AAJ: This was the early fifties, and they were still trying to blackball jazz?
VW: Rock and roll had just started. Fremont was the more like Fonz or American Graffiti territory at the time. But during this same time, someone told me about this great place called Bop City, and how I should make it over there. When I was in high school, I used to entertain the kids at lunchtime. They used to call me The Hawk. That was either because of my nose, or the reference to Coleman Hawkins. But I had that nickname. Finally, I met this other cat named Ed Eliot, an alto player, and we decided we would start going over to the sessions at the Blackhawk every Sunday afternoon from three to seven, and start hanging out at Bop City. We started doing that, and it was the beginning of something really wonderful. Paradise on earth. It was my college; my whole university of jazz started right there.
AAJ: I guess you had to have a lot of courage to walk in there wanting to play at your age.
VW: Yeah, you had to have a lot of courage to walk anywhere at that time of night.
AAJ: Did they let you go up on stage right away? How did that work?

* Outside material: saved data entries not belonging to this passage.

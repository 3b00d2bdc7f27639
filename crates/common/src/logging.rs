use log::LevelFilter;

/// Initialize logging for the application.
/// Should be called once at the start of `main()`.
///
/// # Errors
///
/// Returns an error if a global logger has already been installed.
pub fn init_logging(level: LevelFilter) -> Result<(), log::SetLoggerError> {
    fern::Dispatch::new()
        .format(|out, message, record| {
            out.finish(format_args!(
                "{} {:<5} [{}] {}",
                chrono::Utc::now().format("%Y-%m-%dT%H:%M:%S%.3fZ"),
                record.level(),
                record.target(),
                message
            ));
        })
        .level(level)
        .chain(std::io::stderr())
        .apply()
}

/// Log level helper to determine if debug logging is enabled
pub fn is_debug_enabled() -> bool {
    log::log_enabled!(log::Level::Debug)
}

VW: Not right away. They made the white boys and the women'all the waitresses who worked there were vocalists'they acted like they were getting their big break just by being there and being on the scene. It was so chauvinistic. They'd be looking at their ass all night, and then finally they would put them on stage at the end and let them sing. Sometimes, they turned out to be pretty good. There was one waitress who not only sang, but played alto sax, too. Her name was Theresa, and she became Theresa Poindexter, Pony Poindexter's wife.
AAJ: What did you have to do before they'd let you up there?

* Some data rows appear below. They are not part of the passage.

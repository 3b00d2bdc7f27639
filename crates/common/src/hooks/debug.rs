//! Debug section of the auction response: hook errors, warnings and the
//! execution trace.

use std::collections::BTreeMap;

use serde::Serialize;

use super::analytics::Tags;
use super::context::HookExecutionContext;
use super::outcome::{
    ExecutionAction, ExecutionStatus, GroupExecutionOutcome, HookExecutionOutcome,
    StageExecutionOutcome,
};
use super::plan::HookId;
use super::stage::Stage;
use crate::activity::TraceLevel;

/// Messages keyed by module code, then hook implementation code.
pub type ModuleMessages = BTreeMap<String, BTreeMap<String, Vec<String>>>;

#[derive(Debug, Clone, Default, PartialEq, Serialize)]
pub struct ModulesExt {
    #[serde(skip_serializing_if = "BTreeMap::is_empty")]
    pub errors: ModuleMessages,
    #[serde(skip_serializing_if = "BTreeMap::is_empty")]
    pub warnings: ModuleMessages,
    #[serde(skip_serializing_if = "Option::is_none")]
    pub trace: Option<ModulesTrace>,
}

#[derive(Debug, Clone, PartialEq, Serialize)]
pub struct ModulesTrace {
    #[serde(rename = "executiontimemillis")]
    pub execution_time_ms: u64,
    pub stages: Vec<StageTrace>,
}

#[derive(Debug, Clone, PartialEq, Serialize)]
pub struct StageTrace {
    pub stage: Stage,
    #[serde(rename = "executiontimemillis")]
    pub execution_time_ms: u64,
    pub outcomes: Vec<StageOutcomeTrace>,
}

#[derive(Debug, Clone, PartialEq, Serialize)]
pub struct StageOutcomeTrace {
    pub entity: String,
    #[serde(rename = "executiontimemillis")]
    pub execution_time_ms: u64,
    pub groups: Vec<GroupTrace>,
}

#[derive(Debug, Clone, PartialEq, Serialize)]
pub struct GroupTrace {
    #[serde(rename = "executiontimemillis")]
    pub execution_time_ms: u64,
    #[serde(rename = "invocationresults")]
    pub invocation_results: Vec<HookTrace>,
}

#[derive(Debug, Clone, PartialEq, Serialize)]
pub struct HookTrace {
    #[serde(rename = "hookid")]
    pub hook_id: HookId,
    #[serde(rename = "executiontimemillis")]
    pub execution_time_ms: u64,
    pub status: ExecutionStatus,
    pub action: ExecutionAction,
    #[serde(skip_serializing_if = "Option::is_none")]
    pub message: Option<String>,
    #[serde(rename = "debugmessages", skip_serializing_if = "Vec::is_empty")]
    pub debug_messages: Vec<String>,
    #[serde(rename = "analyticstags", skip_serializing_if = "Option::is_none")]
    pub analytics_tags: Option<Tags>,
}

/// Renders what the hooks of one request did.
///
/// Errors and warnings are reported only when debug is enabled on the
/// context; the trace only when the context has a trace level. `None` when
/// there is nothing to report.
#[must_use]
pub fn modules_ext(context: &HookExecutionContext) -> Option<ModulesExt> {
    let mut ext = ModulesExt::default();

    if context.debug_enabled {
        for outcome in context
            .stage_outcomes()
            .values()
            .flatten()
            .flat_map(StageExecutionOutcome::hook_outcomes)
        {
            let errors = hook_errors(outcome);
            if !errors.is_empty() {
                entry(&mut ext.errors, &outcome.hook_id).extend(errors);
            }
            if !outcome.warnings.is_empty() {
                entry(&mut ext.warnings, &outcome.hook_id).extend(outcome.warnings.iter().cloned());
            }
        }
    }

    ext.trace = context.trace_level.map(|level| trace(context, level));

    if ext.errors.is_empty() && ext.warnings.is_empty() && ext.trace.is_none() {
        None
    } else {
        Some(ext)
    }
}

fn hook_errors(outcome: &HookExecutionOutcome) -> Vec<String> {
    let mut errors = outcome.errors.clone();
    if outcome.status != ExecutionStatus::Success {
        if let Some(message) = &outcome.message {
            errors.push(message.clone());
        }
    }
    errors
}

fn entry<'a>(messages: &'a mut ModuleMessages, id: &HookId) -> &'a mut Vec<String> {
    messages
        .entry(id.module_code.clone())
        .or_default()
        .entry(id.hook_impl_code.clone())
        .or_default()
}

fn trace(context: &HookExecutionContext, level: TraceLevel) -> ModulesTrace {
    let stages: Vec<StageTrace> = context
        .stage_outcomes()
        .iter()
        .map(|(stage, outcomes)| {
            let outcomes: Vec<StageOutcomeTrace> = outcomes
                .iter()
                .map(|outcome| stage_outcome_trace(outcome, level))
                .collect();
            StageTrace {
                stage: *stage,
                execution_time_ms: outcomes.iter().map(|outcome| outcome.execution_time_ms).sum(),
                outcomes,
            }
        })
        .collect();

    ModulesTrace {
        execution_time_ms: stages.iter().map(|stage| stage.execution_time_ms).sum(),
        stages,
    }
}

fn stage_outcome_trace(outcome: &StageExecutionOutcome, level: TraceLevel) -> StageOutcomeTrace {
    let groups: Vec<GroupTrace> = outcome
        .groups
        .iter()
        .map(|group| group_trace(group, level))
        .collect();
    StageOutcomeTrace {
        entity: outcome.entity.clone(),
        execution_time_ms: groups.iter().map(|group| group.execution_time_ms).sum(),
        groups,
    }
}

/// Hooks of a group run concurrently, so the group takes as long as its slowest hook.
fn group_trace(group: &GroupExecutionOutcome, level: TraceLevel) -> GroupTrace {
    let invocation_results: Vec<HookTrace> = group
        .hooks
        .iter()
        .map(|hook| {
            let verbose = level == TraceLevel::Verbose;
            HookTrace {
                hook_id: hook.hook_id.clone(),
                execution_time_ms: hook.execution_time_ms,
                status: hook.status,
                action: hook.action,
                message: hook.message.clone(),
                debug_messages: if verbose {
                    hook.debug_messages.clone()
                } else {
                    Vec::new()
                },
                analytics_tags: if verbose {
                    hook.analytics_tags.clone()
                } else {
                    None
                },
            }
        })
        .collect();

    GroupTrace {
        execution_time_ms: invocation_results
            .iter()
            .map(|hook| hook.execution_time_ms)
            .max()
            .unwrap_or_default(),
        invocation_results,
    }
}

VW: Well, first the house band would play, then they'd bring up the guests who were well known throughout the city. This guy Kermit Scott, or Scotty, he was about 300 pounds, a 6-foot 7-inch giant guy. He'd come piling out of a taxicab with two women at his side, with this huge saxophone. He sounded like Coleman Hawkins. A lot of people. People like Teddy Edwards, Frank Foster. Somebody might be in town, Buddy di Franco, whoever, they let those guys sit in first. And then, right when you'd think you were going to be able to sit in, they'd call an intermission. They'd say, "No more horn players. All the horn players have to get off the stand." Then they'd bring up Federico Cervantes, who was Freddie Gambrell at the time. He changed his name to Federico Cervantes and started playing trumpet. He could hit all those high notes like Maynard Ferguson. But he was originally a great pianist. He played like Errol Garner. A blind cat. He had a dog sitting underneath the piano. When he played, no other horn player was allowed to sit in, because Jimbo wanted to break it up and have a nice variety. The problem was that ten tenor players all wanted to play at once. They didn't have much etiquette at that time, so the club had to enforce strict rules to keep everything in order, or else there would have been chaos. They would have to tell the cats not to play more than two or three choruses, or else cats would just blow forever. So anyway, then they would come back with the house band, and a few more guests, and then at the very last, 3:30, 4:30 in the morning, they'd say, "OK, this man with the horn, here. Come on up and let's see what you can do." So my partner and I would go up. I passed the test, but my friend didn't. They sent him down and told him, "Get off the stand and come back when you're ready."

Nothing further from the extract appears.